Geochemistry was analyzed based on the study of petrology. Besides, calcite veins and sparry calcite cements should be screened after a careful selection was performed on the sample for geochemical analysis to ensure the selected sample’s reliability better. The sample was slowly ground to 74 μm in an agate mortar and was quartered. By retaining one for backup, the other three samples were applied for analyzing minor elements, carbon and oxygen isotopes, and rare earth elements. Orthophosphoric acid was adopted in the analytical test of carbon and oxygen isotopes. Specifically, powder samples are dissolved by phosphoric acid at 90°C to release carbon dioxide (CO2). The generated CO2 is converted into the MAT252 stable isotope mass spectrometer (Thermo Finnigan) via capillary tubes for analysis. The acquired data are converted to the PDB scale using the reference material NBS 19, and the standard deviations of δ13C and δ18O are 0.04 and 0.07%, respectively. The trace and rare earth elements are measured via the in-situ LA-ICP-MS analysis using the Agilent 7,700 Series Quadrupole ICP-MS (Agilent Technologies, United States) and the GeoLasPro 193 nm Excimer Laser Ablation System (Coherent, United States). The laser beam diameter is 25 μm, with a frequency of 8 Hz and an energy density of 10.61 J cm−2, and the carrier gas is helium. The synthetic silicate glass of NIST SRM 610 is used as the external reference, while calcium (43Ca) is used as the internal reference. Measurement of trace and rare earth elements is performed at Southwest Petroleum University.
4 Results
4.1 Petromineralogy
According to dolomite morphology, crystal size, and contact relation between minerals, the dolomite in the Xixiangchi Formation of the study area is mainly divided into three types: matrix, cement, and filling dolomite (MD, CD, and FD).

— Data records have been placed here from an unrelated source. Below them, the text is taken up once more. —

// crates/progress-gate-core/src/core/mod.rs
// ============================================================================
// Module: Progress Gate Core Types
// Description: Identifiers, principals, records, requests, scopes, decisions.
// Purpose: Define the pure data model the policy engine evaluates.
// Dependencies: serde, thiserror, time
// ============================================================================

//! ## Overview
//! Core types are pure data: no I/O, no clocks, no hidden state. Everything
//! the engine needs to decide a request is resolved into these shapes before
//! evaluation begins.

// ============================================================================
// SECTION: Modules
// ============================================================================

pub mod decision;
pub mod identifiers;
pub mod principal;
pub mod records;
pub mod request;
pub mod scope;
pub mod time;

// ============================================================================
// SECTION: Re-Exports
// ============================================================================

pub use decision::AccessDecision;
pub use decision::DenyReason;
pub use identifiers::ClassName;
pub use identifiers::EntryId;
pub use identifiers::PrincipalId;
pub use identifiers::SchoolId;
pub use identifiers::StudentProfileId;
pub use identifiers::Subject;
pub use identifiers::TeacherProfileId;
pub use principal::Principal;
pub use principal::Role;
pub use principal::RoleScope;
pub use records::IntegrityError;
pub use records::ProgressEntry;
pub use records::RecordError;
pub use records::School;
pub use records::StaffRole;
pub use records::StudentProfile;
pub use records::TeacherProfile;
pub use request::AccessRequest;
pub use request::Operation;
pub use request::ResourceKind;
pub use request::Selection;
pub use request::TargetFacts;
pub use scope::ScopeClause;
pub use scope::ScopePredicate;
pub use time::Timestamp;
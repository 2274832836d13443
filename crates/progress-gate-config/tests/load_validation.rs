//! Config load validation tests for progress-gate-config.
// crates/progress-gate-config/tests/load_validation.rs
// =============================================================================
// Module: Config Load Validation Tests
// Description: Validate config loading guards (path, size, encoding).
// Purpose: Ensure config input handling is strict and fail-closed.
// =============================================================================

use std::io::Write;
use std::path::Path;

use progress_gate_config::ConfigError;
use progress_gate_config::ProgressGateConfig;
use tempfile::NamedTempFile;

type TestResult = Result<(), String>;

fn assert_invalid(result: Result<ProgressGateConfig, ConfigError>, needle: &str) -> TestResult {
    match result {
        Err(error) => {
            let message = error.to_string();
            if message.contains(needle) {
                Ok(())
            } else {
                Err(format!("error {message} did not contain {needle}"))
            }
        }
        Ok(_) => Err("expected invalid config load".to_string()),
    }
}

#[test]
fn load_rejects_path_too_long() -> TestResult {
    let long_path = "a".repeat(5_000);
    let path = Path::new(&long_path);
    assert_invalid(ProgressGateConfig::load(Some(path)), "config path exceeds max length")?;
    Ok(())
}

#[test]
fn load_rejects_path_component_too_long() -> TestResult {
    let long_component = "a".repeat(300);
    let path = Path::new(&long_component);
    assert_invalid(ProgressGateConfig::load(Some(path)), "config path component too long")?;
    Ok(())
}

#[test]
fn load_rejects_missing_explicit_file() -> TestResult {
    let path = Path::new("does-not-exist-progress-gate.toml");
    assert_invalid(ProgressGateConfig::load(Some(path)), "config file not found")?;
    Ok(())
}

#[test]
fn load_rejects_oversized_file() -> TestResult {
    let mut file = NamedTempFile::new().map_err(|err| err.to_string())?;
    let payload = vec![b'a'; 1_048_577];
    file.write_all(&payload).map_err(|err| err.to_string())?;
    assert_invalid(ProgressGateConfig::load(Some(file.path())), "config file exceeds size limit")?;
    Ok(())
}

#[test]
fn load_rejects_non_utf8_file() -> TestResult {
    let mut file = NamedTempFile::new().map_err(|err| err.to_string())?;
    file.write_all(&[0xFF, 0xFE, 0xFF]).map_err(|err| err.to_string())?;
    assert_invalid(ProgressGateConfig::load(Some(file.path())), "config file is not valid UTF-8")?;
    Ok(())
}

#[test]
fn load_rejects_unknown_fields() -> TestResult {
    let mut file = NamedTempFile::new().map_err(|err| err.to_string())?;
    file.write_all(b"unknown_table = true\n").map_err(|err| err.to_string())?;
    match ProgressGateConfig::load(Some(file.path())) {
        Err(ConfigError::Parse(_)) => Ok(()),
        other => Err(format!("expected parse error, got {other:?}")),
    }
}

#[test]
fn load_accepts_complete_config() -> TestResult {
    let mut file = NamedTempFile::new().map_err(|err| err.to_string())?;
    file.write_all(
        b"[directory]\n\
          path = \"progress-gate.db\"\n\
          journal_mode = \"wal\"\n\
          busy_timeout_ms = 5000\n\
          \n\
          [[service_principals]]\n\
          name = \"analytics\"\n\
          principal_id = 901\n\
          school_id = 1\n",
    )
    .map_err(|err| err.to_string())?;
    let config = ProgressGateConfig::load(Some(file.path())).map_err(|err| err.to_string())?;
    if config.service_principals.len() != 1 {
        return Err(format!(
            "expected 1 service principal, got {}",
            config.service_principals.len()
        ));
    }
    Ok(())
}

#[test]
fn load_rejects_excessive_busy_timeout() -> TestResult {
    let mut file = NamedTempFile::new().map_err(|err| err.to_string())?;
    file.write_all(
        b"[directory]\n\
          path = \"progress-gate.db\"\n\
          busy_timeout_ms = 600000\n",
    )
    .map_err(|err| err.to_string())?;
    assert_invalid(
        ProgressGateConfig::load(Some(file.path())),
        "directory busy timeout exceeds limit",
    )?;
    Ok(())
}
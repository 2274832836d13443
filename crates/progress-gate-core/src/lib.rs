// crates/progress-gate-core/src/lib.rs
// ============================================================================
// Module: Progress Gate Core Library
// Description: Authorization decision service for school progress tracking.
// Purpose: Decide record access and gate mutations for the surrounding platform.
// Dependencies: serde, thiserror, time
// ============================================================================

//! ## Overview
//! Progress Gate Core decides, for an authenticated principal and a target
//! record, whether the principal may read, create, update, or delete it, and
//! hands back the scope predicate list queries must apply. The engine is a
//! pure function over resolved snapshots:
//! - Principals are resolved once, before any rule runs; no rule re-queries
//!   the entity class it is deciding access to.
//! - Rule order per resource type is fixed and terminates on first match.
//! - Unrecognized roles, operations, and cross-school targets are denied.
//!
//! The crate performs no authentication and issues no queries; storage and
//! session management are external collaborators integrated through the
//! [`interfaces`] seams.

// ============================================================================
// SECTION: Modules
// ============================================================================

pub mod core;
pub mod interfaces;
pub mod runtime;

// ============================================================================
// SECTION: Re-Exports
// ============================================================================

pub use core::AccessDecision;
pub use core::AccessRequest;
pub use core::ClassName;
pub use core::DenyReason;
pub use core::EntryId;
pub use core::IntegrityError;
pub use core::Operation;
pub use core::Principal;
pub use core::PrincipalId;
pub use core::ProgressEntry;
pub use core::RecordError;
pub use core::ResourceKind;
pub use core::Role;
pub use core::RoleScope;
pub use core::School;
pub use core::SchoolId;
pub use core::ScopeClause;
pub use core::ScopePredicate;
pub use core::Selection;
pub use core::StaffRole;
pub use core::StudentProfile;
pub use core::StudentProfileId;
pub use core::Subject;
pub use core::TargetFacts;
pub use core::TeacherProfile;
pub use core::TeacherProfileId;
pub use core::Timestamp;
pub use interfaces::DecisionEvent;
pub use interfaces::DecisionSink;
pub use interfaces::DirectoryError;
pub use interfaces::IdentityStore;
pub use interfaces::NoopDecisionSink;
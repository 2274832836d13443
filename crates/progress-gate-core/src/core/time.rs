// crates/progress-gate-core/src/core/time.rs
// ============================================================================
// Module: Progress Gate Time Model
// Description: Canonical timestamp representation for progress records.
// Purpose: Provide deterministic, caller-supplied time values across records.
// Dependencies: serde, time
// ============================================================================

//! ## Overview
//! Progress Gate uses explicit time values embedded in records to keep
//! decisions reproducible. The core engine never reads wall-clock time
//! directly; hosts must supply timestamps on every record they submit.

// ============================================================================
// SECTION: Imports
// ============================================================================

use serde::Deserialize;
use serde::Serialize;
use time::OffsetDateTime;
use time::format_description::well_known::Rfc3339;

// ============================================================================
// SECTION: Time Values
// ============================================================================

/// Canonical timestamp used in progress records.
///
/// # Invariants
/// - Values are explicitly provided by callers; the core never reads wall-clock time.
/// - No validation is performed; monotonicity is a caller responsibility.
#[derive(Debug, Clone, Copy, PartialEq, Eq, Serialize, Deserialize)]
#[serde(tag = "kind", content = "value", rename_all = "snake_case")]
pub enum Timestamp {
    /// Unix epoch milliseconds.
    UnixMillis(i64),
    /// Monotonic logical time value.
    Logical(u64),
}

impl Timestamp {
    /// Returns the timestamp as unix milliseconds when available.
    #[must_use]
    pub const fn as_unix_millis(&self) -> Option<i64> {
        match self {
            Self::UnixMillis(value) => Some(*value),
            Self::Logical(_) => None,
        }
    }

    /// Returns the timestamp as logical time when available.
    #[must_use]
    pub const fn as_logical(&self) -> Option<u64> {
        match self {
            Self::UnixMillis(_) => None,
            Self::Logical(value) => Some(*value),
        }
    }

    /// Parses an RFC3339 date-time string supplied by the web layer.
    ///
    /// Accepts full date-time values (`2026-01-15T09:30:00Z`) and date-only
    /// values (`2026-01-15`, resolved to midnight UTC). Returns `None` for
    /// anything else; callers must treat that as invalid input, not as a
    /// default time.
    #[must_use]
    pub fn parse_rfc3339(value: &str) -> Option<Self> {
        if let Ok(parsed) = OffsetDateTime::parse(value, &Rfc3339) {
            let millis = parsed.unix_timestamp().checked_mul(1_000)?;
            return Some(Self::UnixMillis(millis));
        }
        let date = parse_rfc3339_date(value)?;
        let midnight = date.midnight().assume_utc();
        let millis = midnight.unix_timestamp().checked_mul(1_000)?;
        Some(Self::UnixMillis(millis))
    }
}

/// Parses an RFC3339 date-only value (YYYY-MM-DD).
fn parse_rfc3339_date(value: &str) -> Option<time::Date> {
    let mut parts = value.split('-');
    let year: i32 = parts.next()?.parse().ok()?;
    let month: u8 = parts.next()?.parse().ok()?;
    let day: u8 = parts.next()?.parse().ok()?;
    if parts.next().is_some() {
        return None;
    }
    let month = time::Month::try_from(month).ok()?;
    time::Date::from_calendar_date(year, month, day).ok()
}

Matrix dolomite (MD) in the study area is divided into two types according to the preservation degree of the original rock texture (Zenger et al., 1980; Fang et al., 2003). One is the dolomite with the original rock texture, mainly including dolomicrite (MD 1) and granular dolomite (MD 2). The other is the crystalline dolomite (MD 3-1, MD 3-2, MD 3-3, and MD 3–4) with unidentifiable original rock texture.
Dolomicrite (MD 1) has extremely tiny crystallines, typically smaller than 0.005 mm, and thus it preserves a more original rock texture. The dolomite of this type is mainly subhedral–anhedral, with mosaic contact among crystallines. This type of dolomite is often seen with interbedding with gypsum-salt rock or an interlayer occurrence with gypsum-salt rock. Under the microscope, microalgae laminated texture and development of moldic pores in gypsum salt minerals are observed (Figure 3A), indicating that such dolomite is the product of early dolomitization under the arid climate.
FIGURE 3. Petrographic characteristics of reservoirs. (A) A thin section micrograph shows the dolomicrite (MD 1) with microalgae laminated texture. (B) Micrograph of the thin section shows the granular (oolite) dolomite (MD 2). (C) Micrograph of the thin section shows the silty crystal dolomite (MD 3-1). (D) Micrograph of the thin section shows the fine crystal dolomite (MD 3-2) (E) Micrograph of the thin section shows the medium crystal dolomite (MD 3-3). (F) Micrograph of the thin section shows the hetero-crystal crystalline dolomite (MD 3–4). (G) Micrograph of the thin section shows the crystalline dolomite with the phantom of the grain texture. (H) The cement dolomite of the first stage (CD 1) and the dolomite cement of the second stage (CD 2). (I) The filling dolomite of the first stage (FD 1) and The filling dolomite of the second stage (FD 2).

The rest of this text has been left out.